法話

法話

私が浄土へ生まれていく宗教 〜私たちは真実に遇い、真実に生きねばなりません〜

 親鸞聖人が浄土真宗と述べられたのは宗派の名称としてではなく、教えの内容を示されたものです。浄土真宗のみ教えは「浄土から私に真実が届けられている教え」であり、その真実に遇うことによって「私が浄土へ生まれていく教え」です。

 最近無宗教と云う人が多くいます。先日もテレビで高名な評論家が「私は無宗教だから」と堂々と述べていました。
 宗教とは「私の中心となる教え、生きる拠り所」と言うことです。宗教を持たないという人は「私には仏も神も必要ない、人生は自分を拠り所として生きる」と言うことです。
 しかし自分が本当にあてになるものでしょうか。

 ビハーラ病棟に入院された50歳代の男性は会社を興し、会社のため、社員のため、社会のためと働き詰めに働き会社の業績を伸ばしてきました。
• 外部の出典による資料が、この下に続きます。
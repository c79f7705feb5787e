//! Interception hooks.
//!
//! - `script` - the hook rule language and its compiler
//! - `sandbox` - limited, per-run evaluation of compiled scripts
//! - `pipeline` - ordered pre/post execution and hook administration

mod pipeline;
mod sandbox;
mod script;

pub use pipeline::{CompiledHook, HookAdminError, HookPipeline, PhaseOutcome};
pub use sandbox::{Sandbox, ScriptOutcome};
pub use script::{READABLE_ROOTS, Script, ScriptError, WRITABLE_ROOTS};
#[cfg(test)]
mod tests {
    use super::*;
    use conflux_core::RequestType;
    use serde_json::json;

    fn context(tool: &str, arguments: Value) -> InvocationContext {
        InvocationContext::new(
            RequestType::ToolsCall,
            "alpha",
            "alpha",
            "client-1",
            tool,
            arguments.clone(),
            json!({ "name": tool, "arguments": arguments }),
        )
    }

    async fn run(source: &str, ctx: &InvocationContext) -> Result<ScriptOutcome, ScriptError> {
        let script = Arc::new(Script::compile(source).unwrap());
        Sandbox::new(Duration::from_secs(5), 10_000)
            .run("test", script, ctx)
            .await
    }

    #[tokio::test]
    async fn test_block_on_tool_name() {
        let source = r#"if toolName == "delete" { block "deletes disabled"; }"#;

        let outcome = run(source, &context("delete", json!({}))).await.unwrap();
        assert_eq!(outcome.blocked.as_deref(), Some("deletes disabled"));

        let outcome = run(source, &context("search", json!({}))).await.unwrap();
        assert!(outcome.blocked.is_none());
    }

    #[tokio::test]
    async fn test_block_stops_later_statements() {
        let ctx = context("x", json!({}));
        let outcome = run("block; set metadata.after = true;", &ctx).await.unwrap();
        assert_eq!(outcome.blocked.as_deref(), Some(DEFAULT_BLOCK_REASON));
        assert!(outcome.context.metadata.is_empty());
    }

    #[tokio::test]
    async fn test_mutates_arguments_and_metadata() {
        let ctx = context("search", json!({"query": "rust", "limit": 50, "force": true}));
        let source = r#"
            if arguments.limit > 20 { set arguments.limit = 20; }
            unset arguments.force;
            set arguments.filters.lang = "en";
            set metadata.note = "clamped " + toolName;
        "#;
        let outcome = run(source, &ctx).await.unwrap();
        assert_eq!(
            outcome.context.arguments,
            json!({"query": "rust", "limit": 20, "filters": {"lang": "en"}})
        );
        assert_eq!(outcome.context.metadata["note"], "clamped search");
        // Read-only fields are untouched.
        assert_eq!(outcome.context.tool_name, "search");
        assert_eq!(outcome.context.request, ctx.request);
    }

    #[tokio::test]
    async fn test_post_hook_rewrites_response() {
        let mut ctx = context("search", json!({}));
        ctx.response = Some(json!({"content": [{"type": "text", "text": "secret"}]}));
        let source = r#"
            if response.content[0].text contains "secret" {
                set response.content[0].text = "[filtered]";
            }
        "#;
        let outcome = run(source, &ctx).await.unwrap();
        assert_eq!(
            outcome.context.response,
            Some(json!({"content": [{"type": "text", "text": "[filtered]"}]}))
        );
    }

    #[tokio::test]
    async fn test_missing_paths_read_as_null() {
        let ctx = context("x", json!({}));
        let outcome = run(
            "if arguments.a.b == null && !error { set metadata.ok = true; }",
            &ctx,
        )
        .await
        .unwrap();
        assert_eq!(outcome.context.metadata["ok"], true);
    }

    #[tokio::test]
    async fn test_ordering_mismatched_types_is_runtime_error() {
        let ctx = context("x", json!({"n": "five"}));
        let err = run("if arguments.n > 3 { block; }", &ctx).await.unwrap_err();
        assert!(matches!(err, ScriptError::Runtime(msg) if msg.contains("cannot order")));
    }

    #[tokio::test]
    async fn test_metadata_must_stay_an_object() {
        let ctx = context("x", json!({}));
        let err = run("set metadata = 1;", &ctx).await.unwrap_err();
        assert!(matches!(err, ScriptError::Runtime(_)));
    }

    #[tokio::test]
    async fn test_step_limit() {
        let ctx = context("x", json!({}));
        let script = Arc::new(Script::compile("log 1; log 2; log 3;").unwrap());
        let err = Sandbox::new(Duration::from_secs(5), 4)
            .run("tiny", script, &ctx)
            .await
            .unwrap_err();
        assert_eq!(err, ScriptError::StepLimit);
    }

    #[tokio::test]
    async fn test_zero_timeout_times_out() {
        let ctx = context("x", json!({}));
        let script = Arc::new(Script::compile("log toolName;").unwrap());
        let err = Sandbox::new(Duration::ZERO, 10_000)
            .run("slow", script, &ctx)
            .await
            .unwrap_err();
        assert_eq!(err, ScriptError::Timeout);
    }

    #[tokio::test]
    async fn test_string_doubling_hits_memory_budget() {
        let ctx = context("x", json!({}));
        let mut source = String::from(r#"set metadata.s = "x";"#);
        for _ in 0..26 {
            source.push_str("set metadata.s = metadata.s + metadata.s;");
        }
        let err = run(&source, &ctx).await.unwrap_err();
        assert!(matches!(err, ScriptError::Runtime(msg) if msg.contains("memory budget")));
    }

    #[tokio::test]
    async fn test_repeated_copies_hit_memory_budget() {
        let blob = "b".repeat(MEMORY_BUDGET / 8);
        let ctx = context("x", json!({ "blob": blob.clone() }));
        let source: String = (0..10)
            .map(|i| format!("set metadata.copy{i} = arguments.blob;"))
            .collect();
        let err = run(&source, &ctx).await.unwrap_err();
        assert!(matches!(err, ScriptError::Runtime(msg) if msg.contains("memory budget")));

        // A single copy stays well inside the budget.
        let outcome = run("set metadata.copy = arguments.blob;", &ctx).await.unwrap();
        assert_eq!(outcome.context.metadata["copy"].as_str().map(str::len), Some(blob.len()));
    }

    #[test]
    fn test_value_size_stops_at_cap() {
        assert_eq!(value_size(&json!("abc"), 100), 5);
        assert_eq!(value_size(&json!({"k": [1, 2]}), 100), 2 + 4 + 2 + 8 + 8);
        assert!(value_size(&json!(["a", "b", "c", "d"]), 3) < 20);
    }

    #[tokio::test]
    async fn test_runs_do_not_share_state() {
        let script = Arc::new(Script::compile("set metadata.count = 1;").unwrap());
        let sandbox = Sandbox::new(Duration::from_secs(5), 100);
        let ctx = context("x", json!({}));

        let first = sandbox.run("h", script.clone(), &ctx).await.unwrap();
        let second = sandbox.run("h", script, &ctx).await.unwrap();
        assert_eq!(first.context.metadata, second.context.metadata);
        assert!(ctx.metadata.is_empty());
    }

    #[test]
    fn test_value_semantics() {
        assert!(equal(&json!(1), &json!(1.0)));
        assert!(!truthy(&json!("")));
        assert!(truthy(&json!([0])));
        assert!(string_op(StrOp::Contains, &json!(["a", 2]), &json!(2.0)));
        assert!(string_op(StrOp::Contains, &json!({"k": 1}), &json!("k")));
        assert!(!string_op(StrOp::StartsWith, &Value::Null, &json!("a")));
        assert_eq!(add(&json!(1), &json!(2)).unwrap(), json!(3));
        assert_eq!(add(&json!(1.5), &json!(2)).unwrap(), json!(3.5));
        assert_eq!(add(&json!("n="), &json!(2)).unwrap(), json!("n=2"));
    }
}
一年前ガンになって様々な治療を受けられました。しかし末期ガンと診断されビハーラへ入院されました。今まで自分の力を信じ、自分の力で生きてきた、しかし自分のいのちはお金でも医学でも、物では解決しない。そして家族も救いにはならない。どうしたらよいのかと苦しみを訴えられました。そしてお念仏のみ教えに遇われたのです。
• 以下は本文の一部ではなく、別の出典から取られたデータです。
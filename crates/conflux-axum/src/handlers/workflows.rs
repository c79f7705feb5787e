//! Workflow handlers - graph storage and activation.

use axum::Json;
use axum::extract::{Path, State};

use conflux_core::Workflow;

use crate::error::HttpError;
use crate::state::AppState;

pub async fn list(State(state): State<AppState>) -> Result<Json<Vec<Workflow>>, HttpError> {
    Ok(Json(state.gateway.workflows().list().await?))
}

pub async fn get(
    State(state): State<AppState>,
    Path(id): Path<String>,
) -> Result<Json<Workflow>, HttpError> {
    Ok(Json(state.gateway.workflows().get(&id).await?))
}

/// Store a workflow. New workflows start inactive.
pub async fn save(
    State(state): State<AppState>,
    Json(workflow): Json<Workflow>,
) -> Result<Json<Workflow>, HttpError> {
    Ok(Json(state.gateway.workflows().save(workflow).await?))
}

pub async fn update(
    State(state): State<AppState>,
    Path(id): Path<String>,
    Json(mut workflow): Json<Workflow>,
) -> Result<Json<Workflow>, HttpError> {
    workflow.id = id;
    Ok(Json(state.gateway.workflows().save(workflow).await?))
}

pub async fn remove(State(state): State<AppState>, Path(id): Path<String>) -> Result<(), HttpError> {
    state.gateway.workflows().delete(&id).await?;
    Ok(())
}

/// Make this the active workflow for its request type.
pub async fn activate(
    State(state): State<AppState>,
    Path(id): Path<String>,
) -> Result<Json<Workflow>, HttpError> {
    let workflows = state.gateway.workflows();
    workflows.activate(&id).await?;
    Ok(Json(workflows.get(&id).await?))
}

pub async fn deactivate(
    State(state): State<AppState>,
    Path(id): Path<String>,
) -> Result<Json<Workflow>, HttpError> {
    let workflows = state.gateway.workflows();
    workflows.deactivate(&id).await?;
    Ok(Json(workflows.get(&id).await?))
}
 「仏様におまかせします」と手を合わせて安らかな時を過ごされました。親鸞聖人は「火宅無常の世界は、よろずのことみなもって、そらごとたわごと、まことあることなきに、ただ念仏のみぞまこと」と述べられました。
 この世の中のあらゆる物は移り変わるものであり、いかに大切なものでも皆、生死流転するあてにならないものです。変わることのない、壊れることのない真実を拠り所として生きねばなりません。真実とは何でしょうか、親鸞聖人は「念仏のみまこと」と述べられました。「南無阿弥陀仏の念仏は、いつでも、どこでも、誰でも必ず救う、この弥陀にまかせよ、との阿弥陀如来の呼び声です」いつでもどこでも変わることなく私を支え、護り続ける大きな働きです。
 この阿弥陀如来の慈悲に出会うときどんな時も、どんな境涯でも安心して生きられるのです。浄土真宗とはその私を救うというお念仏が、いまこの私に届いていることを聞かせていただくのです。聞かせていただく時、この私の人生は真実の世界、浄土に向かって生きていく人生であることに気づくのです。
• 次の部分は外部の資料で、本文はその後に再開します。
//! Backend server domain types.
//!
//! A backend is an independent tool server reached either by spawning a
//! local process (stdio) or by dialing a remote HTTP endpoint.

use std::collections::HashMap;

use chrono::{DateTime, Utc};
use serde::{Deserialize, Serialize};

/// Type of backend connection.
#[derive(Debug, Clone, Copy, Default, PartialEq, Eq, Hash, Serialize, Deserialize)]
#[serde(rename_all = "lowercase")]
pub enum BackendServerType {
    /// Stdio-based server - the gateway spawns and owns the process
    #[default]
    Stdio,
    /// Remote server - the gateway posts JSON-RPC requests over HTTP
    Http,
}

/// Runtime status of a backend connection.
#[derive(Debug, Clone, Copy, Default, PartialEq, Eq, Serialize, Deserialize)]
#[serde(rename_all = "lowercase")]
pub enum ConnectionStatus {
    /// No live connection
    #[default]
    Stopped,
    /// Connection is being established
    Starting,
    /// Connected and initialized
    Running,
    /// Connection is being torn down
    Stopping,
    /// Last start attempt or live connection failed
    Error,
}

impl ConnectionStatus {
    /// Lowercase wire name of the status.
    pub const fn as_str(self) -> &'static str {
        match self {
            Self::Stopped => "stopped",
            Self::Starting => "starting",
            Self::Running => "running",
            Self::Stopping => "stopping",
            Self::Error => "error",
        }
    }
}

impl std::fmt::Display for ConnectionStatus {
    fn fmt(&self, f: &mut std::fmt::Formatter<'_>) -> std::fmt::Result {
        f.write_str(self.as_str())
    }
}

/// Environment variable entry for stdio backends.
#[derive(Debug, Clone, PartialEq, Eq, Serialize, Deserialize)]
pub struct EnvEntry {
    /// Environment variable key
    pub key: String,
    /// Environment variable value, may contain `${input:NAME}` placeholders
    pub value: String,
}

impl EnvEntry {
    /// Create a new environment variable entry.
    pub fn new(key: impl Into<String>, value: impl Into<String>) -> Self {
        Self {
            key: key.into(),
            value: value.into(),
        }
    }
}

/// A named input parameter a backend declares.
///
/// Values are substituted into `${input:NAME}` placeholders of the
/// connection descriptor right before connecting.
#[derive(Debug, Clone, PartialEq, Eq, Serialize, Deserialize)]
#[serde(rename_all = "camelCase")]
pub struct InputParam {
    /// Placeholder name
    pub name: String,
    /// Human readable description
    #[serde(default, skip_serializing_if = "Option::is_none")]
    pub description: Option<String>,
    /// Whether connecting fails when neither a value nor a default exists
    #[serde(default)]
    pub required: bool,
    /// Value used when the operator supplied none
    #[serde(default, skip_serializing_if = "Option::is_none")]
    pub default: Option<String>,
}

/// Connection descriptor for a backend.
///
/// For stdio servers, `command` is required. For HTTP servers, `url` is required.
#[derive(Debug, Clone, Default, PartialEq, Eq, Serialize, Deserialize)]
#[serde(rename_all = "camelCase")]
pub struct BackendServerConfig {
    // --- Stdio server fields ---
    /// Command to execute (e.g., "npx" or "/usr/local/bin/server").
    #[serde(default, skip_serializing_if = "Option::is_none")]
    pub command: Option<String>,

    /// Arguments to pass to the executable
    #[serde(default, skip_serializing_if = "Option::is_none")]
    pub args: Option<Vec<String>>,

    /// Working directory for the process (must exist if specified)
    #[serde(default, skip_serializing_if = "Option::is_none")]
    pub working_dir: Option<String>,

    /// Additional PATH entries to prepend to the child process PATH.
    #[serde(default, skip_serializing_if = "Option::is_none")]
    pub path_extra: Option<String>,

    // --- HTTP server fields ---
    /// Endpoint URL for remote servers (e.g., `http://localhost:3001/mcp`)
    #[serde(default, skip_serializing_if = "Option::is_none")]
    pub url: Option<String>,

    /// Bearer credential presented to the remote server
    #[serde(default, skip_serializing_if = "Option::is_none")]
    pub bearer_token: Option<String>,
}

impl BackendServerConfig {
    /// Create a stdio server configuration.
    #[must_use]
    pub fn stdio(command: impl Into<String>, args: Vec<String>) -> Self {
        Self {
            command: Some(command.into()),
            args: Some(args),
            ..Self::default()
        }
    }

    /// Create a remote HTTP server configuration.
    #[must_use]
    pub fn http(url: impl Into<String>, bearer_token: Option<String>) -> Self {
        Self {
            url: Some(url.into()),
            bearer_token,
            ..Self::default()
        }
    }

    /// Validate configuration based on server type.
    pub fn validate(&self, server_type: BackendServerType) -> Result<(), String> {
        match server_type {
            BackendServerType::Stdio => {
                let command = self
                    .command
                    .as_ref()
                    .ok_or_else(|| "Stdio server requires command".to_string())?;

                if command.is_empty() {
                    return Err("Stdio server command cannot be empty".to_string());
                }

                // Flags belong in args
                if command.contains(char::is_whitespace) {
                    return Err(format!(
                        "Command must be an executable name/path only, put flags in args: {command}"
                    ));
                }

                if let Some(ref cwd) = self.working_dir {
                    if !cwd.is_empty() && !std::path::Path::new(cwd).is_absolute() {
                        return Err(format!("Stdio server working_dir must be absolute: {cwd}"));
                    }
                }

                Ok(())
            }
            BackendServerType::Http => {
                let url = self
                    .url
                    .as_ref()
                    .ok_or_else(|| "HTTP server requires url".to_string())?;

                if url.is_empty() {
                    return Err("HTTP server url cannot be empty".to_string());
                }
                if !(url.starts_with("http://") || url.starts_with("https://")) {
                    return Err(format!("HTTP server url must use http(s): {url}"));
                }

                Ok(())
            }
        }
    }
}

/// A configured backend server.
///
/// Owned by configuration storage; the gateway treats it as read-only.
#[derive(Debug, Clone, PartialEq, Eq, Serialize, Deserialize)]
#[serde(rename_all = "camelCase")]
pub struct BackendServer {
    /// Stable identifier (referenced by tokens and routing).
    pub id: String,

    /// Unique display name, also the authority of namespaced resource URIs.
    pub name: String,

    /// Connection type.
    #[serde(default)]
    pub server_type: BackendServerType,

    /// Connection descriptor.
    #[serde(default)]
    pub config: BackendServerConfig,

    /// Environment variables for stdio processes.
    #[serde(default)]
    pub env: Vec<EnvEntry>,

    /// Declared input parameters.
    #[serde(default)]
    pub input_params: Vec<InputParam>,

    /// Operator supplied values for `input_params`.
    #[serde(default)]
    pub input_values: HashMap<String, String>,

    /// Disabled servers are never started.
    #[serde(default = "default_true")]
    pub enabled: bool,

    /// Start when the gateway starts (or when the config appears).
    #[serde(default)]
    pub auto_start: bool,

    /// When the server was added.
    #[serde(default = "Utc::now")]
    pub created_at: DateTime<Utc>,
}

const fn default_true() -> bool {
    true
}

impl BackendServer {
    /// Create an enabled stdio backend.
    pub fn new_stdio(
        id: impl Into<String>,
        name: impl Into<String>,
        command: impl Into<String>,
        args: Vec<String>,
    ) -> Self {
        Self {
            id: id.into(),
            name: name.into(),
            server_type: BackendServerType::Stdio,
            config: BackendServerConfig::stdio(command, args),
            env: Vec::new(),
            input_params: Vec::new(),
            input_values: HashMap::new(),
            enabled: true,
            auto_start: false,
            created_at: Utc::now(),
        }
    }

    /// Create an enabled HTTP backend.
    pub fn new_http(
        id: impl Into<String>,
        name: impl Into<String>,
        url: impl Into<String>,
        bearer_token: Option<String>,
    ) -> Self {
        Self {
            id: id.into(),
            name: name.into(),
            server_type: BackendServerType::Http,
            config: BackendServerConfig::http(url, bearer_token),
            env: Vec::new(),
            input_params: Vec::new(),
            input_values: HashMap::new(),
            enabled: true,
            auto_start: false,
            created_at: Utc::now(),
        }
    }

    /// Validate the connection descriptor for this server's type.
    pub fn validate(&self) -> Result<(), String> {
        if self.id.is_empty() {
            return Err("Server id cannot be empty".to_string());
        }
        if self.name.is_empty() || self.name.contains(['/', ':']) {
            return Err(format!(
                "Server name must be non-empty and free of '/' and ':': {:?}",
                self.name
            ));
        }
        self.config.validate(self.server_type)
    }
}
 人間は何のために生まれ、何のために生き、どこへ向かっているのでしょうか。私たちは真実に遇い、真実に生きねばなりません。浄土真宗とは「往生浄土の真実の宗教」です。この私がお念仏に遇い浄土という真実の世界へ向かって生き抜き、仏様と共に歩む人生です。そしていのち終わるとき浄土に生まれていくのです。